Addressing Healthcare Provider Well-being in a Conflict Zone: A Mixed-Method Study of Vital Anesthesia Simulation Training Wellbeing

Authors: Elaibaid M et al.

Anesthesia & Analgesia, February 9, 2026, 10.1213/ANE.0000000000007983

This mixed-methods study evaluated Vital Anaesthesia Simulation Training (VAST) Wellbeing—a one-day course designed to address burnout and promote resilience—among healthcare providers working in an active conflict zone at the EMERGENCY-NGO Salam Centre for Cardiac Surgery in Sudan.

While VAST Wellbeing has previously been studied in low-resource environments, this is the first evaluation conducted in an active conflict setting.

Study Design

• 60 healthcare providers attended the course
• 35 completed quantitative measures
• 12 participated in in-depth qualitative interviews

Validated tools were used to measure:

• Perceived stigma associated with seeking psychological help (Stigma Scale for Receiving Psychological Help)
• Willingness to seek mental health support (General Help-Seeking Questionnaire)

Quantitative Findings

  1. Reduced stigma
    Median stigma scores decreased significantly from precourse to postcourse (8.0 [IQR 6–9] vs 6.0 [3–8], P = .005).

  2. Increased willingness to seek help
    Willingness to seek help significantly increased (3.4 [2.6–3.9] vs 4.6 [3.9–5.0], P > .001).

Qualitative Themes

Theme 1: Impact of conflict
Participants reported chronic fear, stress, and strain within both personal and workplace environments. Conflict-related uncertainty permeated daily work.

Theme 2: Social and workplace context
The program appeared to reduce stigma around discussing mental health and strengthened a sense of community among colleagues. Participants described subtle positive cultural shifts in the workplace.

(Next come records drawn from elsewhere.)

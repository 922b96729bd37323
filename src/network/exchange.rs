//! Structured JSON exchange format for network definitions.
//!
//! The document is the serde form of [`NetworkDefinition`]; rate laws are
//! carried as expression strings and parsed on load.

use crate::{CrnError, Result};

use super::NetworkDefinition;

pub fn to_json(definition: &NetworkDefinition) -> Result<String> {
    Ok(serde_json::to_string_pretty(definition)?)
}

pub fn from_json(text: &str) -> Result<NetworkDefinition> {
    let definition: NetworkDefinition = serde_json::from_str(text)
        .map_err(|e| CrnError::parse(e.line(), format!("invalid exchange document: {e}")))?;
    definition.validate_document(0)?;
    Ok(definition)
}

#[cfg(test)]
mod tests {
    use super::*;

    #[test]
    fn reads_hand_written_document() {
        let text = r#"{
            "name": "source",
            "species": [
                {"name": "X", "initial": 4},
                {"name": "S", "initial": 1, "boundary": true}
            ],
            "parameters": [{"name": "k", "value": 0.5}],
            "reactions": [
                {"label": "make", "reactants": [{"species": "S", "stoichiometry": 1}],
                 "products": [{"species": "X", "stoichiometry": 1}], "rate_law": "k*S"}
            ]
        }"#;
        let def = from_json(text).unwrap();
        assert_eq!(def.name.as_deref(), Some("source"));
        assert_eq!(def.species_names(), vec!["X"]);
        assert_eq!(def.reactions[0].rate_law.source(), "k*S");
    }

    #[test]
    fn bad_rate_law_is_a_parse_error() {
        let text = r#"{
            "species": [{"name": "X"}],
            "reactions": [{"label": "r", "rate_law": "k*("}]
        }"#;
        assert!(matches!(from_json(text), Err(CrnError::Parse { .. })));
    }

    #[test]
    fn dangling_species_reference_is_rejected() {
        let text = r#"{
            "species": [{"name": "X"}],
            "parameters": [{"name": "k", "value": 1}],
            "reactions": [{"label": "r", "reactants": [{"species": "Y", "stoichiometry": 1}], "rate_law": "k"}]
        }"#;
        match from_json(text) {
            Err(CrnError::Parse { message, .. }) => assert!(message.contains("'Y'"), "{message}"),
            other => panic!("unexpected result: {other:?}"),
        }
    }
}
/// Adam optimizer over flat parameter slices.
///
/// Moment buffers are allocated on the first step and matched to the
/// parameter slices by position, so every step must pass the same slices in
/// the same order.
#[derive(Debug, Clone)]
pub struct Adam {
    pub lr: f64,
    pub beta1: f64,
    pub beta2: f64,
    pub eps: f64,
    t: i32,
    m: Vec<Vec<f64>>,
    v: Vec<Vec<f64>>,
}

impl Adam {
    pub fn new(lr: f64) -> Self {
        Self {
            lr,
            beta1: 0.9,
            beta2: 0.999,
            eps: 1e-8,
            t: 0,
            m: Vec::new(),
            v: Vec::new(),
        }
    }

    pub fn steps_taken(&self) -> i32 {
        self.t
    }

    pub fn step(&mut self, params: Vec<&mut [f64]>, grads: Vec<&[f64]>) {
        if self.m.is_empty() {
            self.m = grads.iter().map(|g| vec![0.0; g.len()]).collect();
            self.v = grads.iter().map(|g| vec![0.0; g.len()]).collect();
        }

        self.t += 1;
        let bias1 = 1.0 - self.beta1.powi(self.t);
        let bias2 = 1.0 - self.beta2.powi(self.t);

        for (idx, (param, grad)) in params.into_iter().zip(grads).enumerate() {
            let m = &mut self.m[idx];
            let v = &mut self.v[idx];
            for j in 0..param.len() {
                let g = grad[j];
                m[j] = self.beta1 * m[j] + (1.0 - self.beta1) * g;
                v[j] = self.beta2 * v[j] + (1.0 - self.beta2) * g * g;
                let m_hat = m[j] / bias1;
                let v_hat = v[j] / bias2;
                param[j] -= self.lr * m_hat / (v_hat.sqrt() + self.eps);
            }
        }
    }
}

#[cfg(test)]
mod tests {
    use super::*;

    #[test]
    fn first_step_moves_by_learning_rate() {
        let mut adam = Adam::new(0.1);
        let mut w = vec![1.0, -2.0];
        adam.step(vec![w.as_mut_slice()], vec![&[4.0, -0.5][..]]);
        assert!((w[0] - 0.9).abs() < 1e-6);
        assert!((w[1] + 1.9).abs() < 1e-6);
        assert_eq!(adam.steps_taken(), 1);
    }

    #[test]
    fn minimizes_a_quadratic() {
        let mut adam = Adam::new(0.05);
        let mut x = vec![3.0];
        for _ in 0..2000 {
            let grad = [2.0 * (x[0] - 1.0)];
            adam.step(vec![x.as_mut_slice()], vec![&grad[..]]);
        }
        assert!((x[0] - 1.0).abs() < 1e-2);
    }
}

Theme 3: Personal growth and behavioral change
Participants reported increased recognition of burnout symptoms and adoption of well-being practices. Mindfulness acceptance was mixed but generally acknowledged as beneficial.

Interpretation

The findings suggest that structured, even brief, well-being interventions can have measurable attitudinal impact—even in highly strained environments.

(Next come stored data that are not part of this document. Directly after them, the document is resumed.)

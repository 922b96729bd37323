//! Rate-law expressions.
//!
//! Parsed once into an [`Expr`] tree, then bound against a flat value table
//! so propensities evaluate without name lookups inside the SSA loop.

use crate::{CrnError, Result};

#[derive(Debug, Clone, Copy, PartialEq, Eq)]
pub enum BinOp {
    Add,
    Sub,
    Mul,
    Div,
    Pow,
}

#[derive(Debug, Clone, Copy, PartialEq, Eq)]
pub enum Func {
    Exp,
    Log,
    Sqrt,
    Pow,
    Min,
    Max,
}

impl Func {
    fn from_name(name: &str) -> Option<Self> {
        match name {
            "exp" => Some(Func::Exp),
            "log" | "ln" => Some(Func::Log),
            "sqrt" => Some(Func::Sqrt),
            "pow" => Some(Func::Pow),
            "min" => Some(Func::Min),
            "max" => Some(Func::Max),
            _ => None,
        }
    }

    fn arity(self) -> usize {
        match self {
            Func::Exp | Func::Log | Func::Sqrt => 1,
            Func::Pow | Func::Min | Func::Max => 2,
        }
    }

    fn apply(self, args: &[f64]) -> f64 {
        match self {
            Func::Exp => args[0].exp(),
            Func::Log => args[0].ln(),
            Func::Sqrt => args[0].sqrt(),
            Func::Pow => args[0].powf(args[1]),
            Func::Min => args[0].min(args[1]),
            Func::Max => args[0].max(args[1]),
        }
    }
}

/// Expression tree with identifiers still unresolved.
#[derive(Debug, Clone, PartialEq)]
pub enum Expr {
    Num(f64),
    Var(String),
    Neg(Box<Expr>),
    Binary(BinOp, Box<Expr>, Box<Expr>),
    Call(Func, Vec<Expr>),
}

/// Expression tree whose identifiers index a value table.
#[derive(Debug, Clone, PartialEq)]
pub enum BoundExpr {
    Num(f64),
    Slot(usize),
    Neg(Box<BoundExpr>),
    Binary(BinOp, Box<BoundExpr>, Box<BoundExpr>),
    Call(Func, Vec<BoundExpr>),
}

impl Expr {
    /// Identifiers referenced by the expression, in first-use order.
    pub fn identifiers(&self) -> Vec<&str> {
        let mut out = Vec::new();
        self.collect_identifiers(&mut out);
        out
    }

    fn collect_identifiers<'a>(&'a self, out: &mut Vec<&'a str>) {
        match self {
            Expr::Num(_) => {}
            Expr::Var(name) => {
                if !out.contains(&name.as_str()) {
                    out.push(name);
                }
            }
            Expr::Neg(inner) => inner.collect_identifiers(out),
            Expr::Binary(_, lhs, rhs) => {
                lhs.collect_identifiers(out);
                rhs.collect_identifiers(out);
            }
            Expr::Call(_, args) => {
                for arg in args {
                    arg.collect_identifiers(out);
                }
            }
        }
    }

    /// Evaluates with a name lookup; `None` when a name is unknown.
    pub fn eval_with<F>(&self, lookup: &F) -> Option<f64>
    where
        F: Fn(&str) -> Option<f64>,
    {
        Some(match self {
            Expr::Num(v) => *v,
            Expr::Var(name) => lookup(name)?,
            Expr::Neg(inner) => -inner.eval_with(lookup)?,
            Expr::Binary(op, lhs, rhs) => apply_bin(*op, lhs.eval_with(lookup)?, rhs.eval_with(lookup)?),
            Expr::Call(func, args) => {
                let values = args
                    .iter()
                    .map(|arg| arg.eval_with(lookup))
                    .collect::<Option<Vec<_>>>()?;
                func.apply(&values)
            }
        })
    }

    /// Replaces every identifier with its slot in a value table.
    pub fn bind<F>(&self, resolve: &F) -> std::result::Result<BoundExpr, String>
    where
        F: Fn(&str) -> Option<usize>,
    {
        Ok(match self {
            Expr::Num(v) => BoundExpr::Num(*v),
            Expr::Var(name) => BoundExpr::Slot(resolve(name).ok_or_else(|| name.clone())?),
            Expr::Neg(inner) => BoundExpr::Neg(Box::new(inner.bind(resolve)?)),
            Expr::Binary(op, lhs, rhs) => {
                BoundExpr::Binary(*op, Box::new(lhs.bind(resolve)?), Box::new(rhs.bind(resolve)?))
            }
            Expr::Call(func, args) => BoundExpr::Call(
                *func,
                args.iter()
                    .map(|arg| arg.bind(resolve))
                    .collect::<std::result::Result<Vec<_>, _>>()?,
            ),
        })
    }
}

impl BoundExpr {
    pub fn eval(&self, values: &[f64]) -> f64 {
        match self {
            BoundExpr::Num(v) => *v,
            BoundExpr::Slot(idx) => values[*idx],
            BoundExpr::Neg(inner) => -inner.eval(values),
            BoundExpr::Binary(op, lhs, rhs) => apply_bin(*op, lhs.eval(values), rhs.eval(values)),
            BoundExpr::Call(func, args) => {
                let mut buf = [0.0; 2];
                for (slot, arg) in buf.iter_mut().zip(args) {
                    *slot = arg.eval(values);
                }
                func.apply(&buf[..args.len()])
            }
        }
    }
}

fn apply_bin(op: BinOp, lhs: f64, rhs: f64) -> f64 {
    match op {
        BinOp::Add => lhs + rhs,
        BinOp::Sub => lhs - rhs,
        BinOp::Mul => lhs * rhs,
        BinOp::Div => lhs / rhs,
        BinOp::Pow => lhs.powf(rhs),
    }
}

#[derive(Debug, Clone, PartialEq)]
enum Token {
    Num(f64),
    Ident(String),
    Op(char),
    LParen,
    RParen,
    Comma,
}

fn tokenize(src: &str, line: usize) -> Result<Vec<Token>> {
    let chars: Vec<char> = src.chars().collect();
    let mut tokens = Vec::new();
    let mut i = 0;

    while i < chars.len() {
        let ch = chars[i];
        if ch.is_whitespace() {
            i += 1;
        } else if ch.is_ascii_digit() || (ch == '.' && chars.get(i + 1).is_some_and(|c| c.is_ascii_digit())) {
            let start = i;
            while i < chars.len() && (chars[i].is_ascii_digit() || chars[i] == '.') {
                i += 1;
            }
            if i < chars.len() && (chars[i] == 'e' || chars[i] == 'E') {
                let mut j = i + 1;
                if j < chars.len() && (chars[j] == '+' || chars[j] == '-') {
                    j += 1;
                }
                if j < chars.len() && chars[j].is_ascii_digit() {
                    i = j;
                    while i < chars.len() && chars[i].is_ascii_digit() {
                        i += 1;
                    }
                }
            }
            let text: String = chars[start..i].iter().collect();
            let value = text
                .parse::<f64>()
                .map_err(|_| CrnError::parse(line, format!("invalid number '{text}'")))?;
            tokens.push(Token::Num(value));
        } else if ch.is_alphabetic() || ch == '_' || ch == '$' {
            // `$` marks boundary species in declarations; rate laws may carry it too.
            let start = if ch == '$' { i + 1 } else { i };
            i += 1;
            while i < chars.len() && (chars[i].is_alphanumeric() || chars[i] == '_') {
                i += 1;
            }
            let name: String = chars[start..i].iter().collect();
            if name.is_empty() {
                return Err(CrnError::parse(line, "dangling '$' in expression"));
            }
            tokens.push(Token::Ident(name));
        } else {
            let token = match ch {
                '+' | '-' | '*' | '/' | '^' => Token::Op(ch),
                '(' => Token::LParen,
                ')' => Token::RParen,
                ',' => Token::Comma,
                other => {
                    return Err(CrnError::parse(
                        line,
                        format!("unexpected character '{other}' in expression"),
                    ))
                }
            };
            tokens.push(token);
            i += 1;
        }
    }

    Ok(tokens)
}

/// Parses an arithmetic expression; `line` is used for error reporting.
pub fn parse_expr(src: &str, line: usize) -> Result<Expr> {
    let tokens = tokenize(src, line)?;
    if tokens.is_empty() {
        return Err(CrnError::parse(line, "empty expression"));
    }

    let mut parser = Parser {
        tokens,
        pos: 0,
        line,
    };
    let expr = parser.expr()?;
    if parser.pos != parser.tokens.len() {
        return Err(CrnError::parse(line, "trailing tokens after expression"));
    }
    Ok(expr)
}

struct Parser {
    tokens: Vec<Token>,
    pos: usize,
    line: usize,
}

impl Parser {
    fn peek(&self) -> Option<&Token> {
        self.tokens.get(self.pos)
    }

    fn next(&mut self) -> Option<Token> {
        let token = self.tokens.get(self.pos).cloned();
        self.pos += 1;
        token
    }

    fn err(&self, message: impl Into<String>) -> CrnError {
        CrnError::parse(self.line, message)
    }

    fn expr(&mut self) -> Result<Expr> {
        let mut lhs = self.term()?;
        while let Some(Token::Op(op @ ('+' | '-'))) = self.peek() {
            let op = if *op == '+' { BinOp::Add } else { BinOp::Sub };
            self.pos += 1;
            let rhs = self.term()?;
            lhs = Expr::Binary(op, Box::new(lhs), Box::new(rhs));
        }
        Ok(lhs)
    }

    fn term(&mut self) -> Result<Expr> {
        let mut lhs = self.unary()?;
        while let Some(Token::Op(op @ ('*' | '/'))) = self.peek() {
            let op = if *op == '*' { BinOp::Mul } else { BinOp::Div };
            self.pos += 1;
            let rhs = self.unary()?;
            lhs = Expr::Binary(op, Box::new(lhs), Box::new(rhs));
        }
        Ok(lhs)
    }

    fn unary(&mut self) -> Result<Expr> {
        match self.peek() {
            Some(Token::Op('-')) => {
                self.pos += 1;
                Ok(Expr::Neg(Box::new(self.unary()?)))
            }
            Some(Token::Op('+')) => {
                self.pos += 1;
                self.unary()
            }
            _ => self.power(),
        }
    }

    fn power(&mut self) -> Result<Expr> {
        let base = self.atom()?;
        if let Some(Token::Op('^')) = self.peek() {
            self.pos += 1;
            // right associative: a^b^c == a^(b^c)
            let exponent = self.unary()?;
            return Ok(Expr::Binary(BinOp::Pow, Box::new(base), Box::new(exponent)));
        }
        Ok(base)
    }

    fn atom(&mut self) -> Result<Expr> {
        match self.next() {
            Some(Token::Num(v)) => Ok(Expr::Num(v)),
            Some(Token::Ident(name)) => {
                if let Some(Token::LParen) = self.peek() {
                    self.pos += 1;
                    return self.call(name);
                }
                Ok(Expr::Var(name))
            }
            Some(Token::LParen) => {
                let inner = self.expr()?;
                match self.next() {
                    Some(Token::RParen) => Ok(inner),
                    _ => Err(self.err("missing ')'")),
                }
            }
            Some(token) => Err(self.err(format!("unexpected token {token:?}"))),
            None => Err(self.err("unexpected end of expression")),
        }
    }

    fn call(&mut self, name: String) -> Result<Expr> {
        let func = Func::from_name(&name).ok_or_else(|| self.err(format!("unknown function '{name}'")))?;

        let mut args = Vec::new();
        if let Some(Token::RParen) = self.peek() {
            self.pos += 1;
        } else {
            loop {
                args.push(self.expr()?);
                match self.next() {
                    Some(Token::Comma) => continue,
                    Some(Token::RParen) => break,
                    _ => return Err(self.err(format!("malformed argument list for '{name}'"))),
                }
            }
        }

        if args.len() != func.arity() {
            return Err(self.err(format!(
                "'{name}' takes {} argument(s), got {}",
                func.arity(),
                args.len()
            )));
        }
        Ok(Expr::Call(func, args))
    }
}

The reductions in stigma and increased help-seeking intent are particularly meaningful in settings where mental health support may carry social or cultural barriers.

Of note:

• This was not a burnout scale outcome study.
• Outcomes measured perceptions and attitudes rather than direct performance or long-term mental health endpoints.
• Sample size was modest.
• Follow-up duration was not long-term.

However, in a conflict context—where chronic stress exposure is extreme—the ability to measurably shift stigma and help-seeking attitudes through a single-day course is notable.

Key Points

• VAST Wellbeing decreased perceived stigma around mental health.
• Willingness to seek help increased significantly after the course.
• Conflict environment amplified baseline stress and psychological strain.
• Training fostered community cohesion and normalization of burnout discussions.
• Mindfulness practices were variably embraced but generally appreciated.

What You Should Know

Burnout interventions often show modest effects in conventional settings. Demonstrating impact in a conflict zone underscores the importance of structured psychological safety programming.

For large anesthesia teams—even outside conflict zones—the principles translate:

• Normalize mental health discussion
• Reduce stigma
• Build peer community support
• Provide practical coping skills

Short, structured interventions may have disproportionate cultural influence when delivered in environments under chronic stress.